FYI: Changing RunSafely.sh to only track user time

I am going to change the LLVM test-suite RunSafely.sh to only track
'user' time, instead of reporting 'user' + 'sys' time as it currently
does. This will probably cause a spike in nightly test numbers,
although hopefully it will be limited to the smaller tests.

The eventual goal is to report all numbers (independently), so that we
can control for noise better. However, until that happens it is better
to track the most stable & interesting number.

- Daniel

Daniel Dunbar wrote:

I am going to change the LLVM test-suite RunSafely.sh to only track
'user' time, instead of reporting 'user' + 'sys' time as it currently
does. This will probably cause a spike in nightly test numbers,
although hopefully it will be limited to the smaller tests.

The eventual goal is to report all numbers (independently), so that we
can control for noise better. However, until that happens it is better
to track the most stable & interesting number.
  
First, you should be aware that the test-suite infrastructure is used by the Automatic Pool Allocation and SAFECode projects for their testing infrastructure. It is also used by our internal research projects and may be used by other research projects at other universities. We use this infrastructure for our research, so changes you make can affect us.

Second, why are you only interested in user time? The reason why we had RunSafely.sh measure user + system time is that it gives a more accurate depiction of how well an optimization works. If a program spends most of its time in the OS, increasing speed in user-space doesn't gain us much. If a transform decreases user time but increases system time, then measuring only user time may show a speedup when measuring user+system will show a loss.

If noise is your concern, I think it would make sense to run the tests several times and report averages and standard deviations. System time should only be reporting OS CPU time, so delays due to interrupts, I/O, etc. should not affect the results. User+System reported for several runs should provide the most accurate evaluation of how well an optimization is improving performance.

Third, IIRC, I think you can change the nightly testers to report just user time by changing how they grab the time measurements in TEST.nightly.Makefile. I think the .time files created by the test suite record user, system, and user+system, and the testing Makefiles just grab the number that they want.
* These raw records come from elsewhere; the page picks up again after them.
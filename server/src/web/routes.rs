// server/src/web/routes.rs

use actix_web::web;

use crate::state::AppState;
use crate::web::handlers::{
  cancellation_handlers, coupon_handlers, deal_handlers, order_handlers, product_handlers,
};

async fn health_check_handler(state: web::Data<AppState>) -> actix_web::HttpResponse {
  actix_web::HttpResponse::Ok().json(serde_json::json!({
    "status": "ok",
    "currency": state.config.currency,
  }))
}

// Called from `main.rs` (and the HTTP tests) to configure the Actix App.
pub fn configure_app_routes(cfg: &mut web::ServiceConfig) {
  cfg.service(
    web::scope("/api/v1")
      // Health Check Route
      .route("/health", web::get().to(health_check_handler))
      // Order Routes
      .service(
        web::scope("/orders")
          .route("", web::post().to(order_handlers::create_order))
          .route("", web::get().to(order_handlers::list_orders))
          // Registered before /{order_id} so "number" never parses as an id.
          .route(
            "/number/{order_number}",
            web::get().to(order_handlers::get_order_by_number),
          )
          .route("/{order_id}", web::get().to(order_handlers::get_order))
          .route("/{order_id}", web::delete().to(order_handlers::delete_order))
          .route("/{order_id}/status", web::patch().to(order_handlers::update_status))
          .route("/{order_id}/history", web::get().to(order_handlers::order_history))
          .route(
            "/{order_id}/items/{item_id}/sourcing",
            web::patch().to(order_handlers::patch_item_sourcing),
          )
          .route(
            "/{order_id}/cancellation",
            web::post().to(cancellation_handlers::request_cancellation),
          )
          .route(
            "/{order_id}/cancellation/approve",
            web::post().to(cancellation_handlers::approve_cancellation),
          )
          .route(
            "/{order_id}/cancellation/reject",
            web::post().to(cancellation_handlers::reject_cancellation),
          )
          .route("/{order_id}/cancel", web::post().to(cancellation_handlers::cancel_order)),
      )
      // Product Routes
      .service(
        web::scope("/products")
          .route("", web::post().to(product_handlers::create_product))
          .route("", web::get().to(product_handlers::list_products))
          .route("/{product_id}", web::get().to(product_handlers::get_product))
          .route(
            "/{product_id}/stock-adjustments",
            web::post().to(product_handlers::adjust_stock),
          )
          .route(
            "/{product_id}/inventory-history",
            web::get().to(product_handlers::inventory_history),
          ),
      )
      // Coupon Routes
      .service(
        web::scope("/coupons")
          .route("", web::post().to(coupon_handlers::create_coupon))
          .route("", web::get().to(coupon_handlers::list_coupons))
          .route("/code/{code}", web::get().to(coupon_handlers::get_coupon_by_code))
          .route("/{coupon_id}", web::get().to(coupon_handlers::get_coupon))
          .route("/{coupon_id}", web::patch().to(coupon_handlers::update_coupon))
          .route("/{coupon_id}", web::delete().to(coupon_handlers::deactivate_coupon)),
      )
      // Deal Routes
      .service(
        web::scope("/deals")
          .route("", web::post().to(deal_handlers::create_deal))
          .route("", web::get().to(deal_handlers::list_deals))
          .route("/{deal_id}", web::get().to(deal_handlers::get_deal))
          .route("/{deal_id}", web::patch().to(deal_handlers::update_deal))
          .route("/{deal_id}", web::delete().to(deal_handlers::deactivate_deal)),
      ),
  );
}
Fourth, if you are intent on changing RunSafely.sh to measure just user time, why not add a feature that toggles whether to measure user+system or user time and *then* change the default behavior to measure user time? That way, I can easily toggle it back. What you've suggested above (more or less) is to remove a feature, add a feature, and then add back the feature you removed. It makes more sense to me to add the one feature you want and then to change the default behavior to use the new feature instead of the old one.

-- John T.

What kind of optimization might change the system time?

The problem with measuring system time is that it can depend on many variable factors that have nothing to do with the process being tested. For instance, the number of files on disk, the amount of free space on disk, the total number of processes on the system, the amount of free memory pages on the system, and the size of the buffer cache can all affect how much work a system call has to do.

/jakob

Jakob Stoklund Olesen wrote:

Second, why are you only interested in user time? The reason why we had RunSafely.sh measure user + system time is that it gives a more accurate depiction of how well an optimization works. If a program spends most of its time in the OS, increasing speed in user-space doesn't gain us much. If a transform decreases user time but increases system time, then measuring only user time may show a speedup when measuring user+system will show a loss.
    
What kind of optimization might change the system time?
  
Inlining can (increased code size may affect demand paging). Libcall optimizations can (they may change the amount of work done in userspace vs. kernel space). Automatic pool allocation can (it may change frequency of calls into the OS for memory allocation as well as paging and cache behavior). Anything that changes cache behavior can (because you can kick out OS data and code).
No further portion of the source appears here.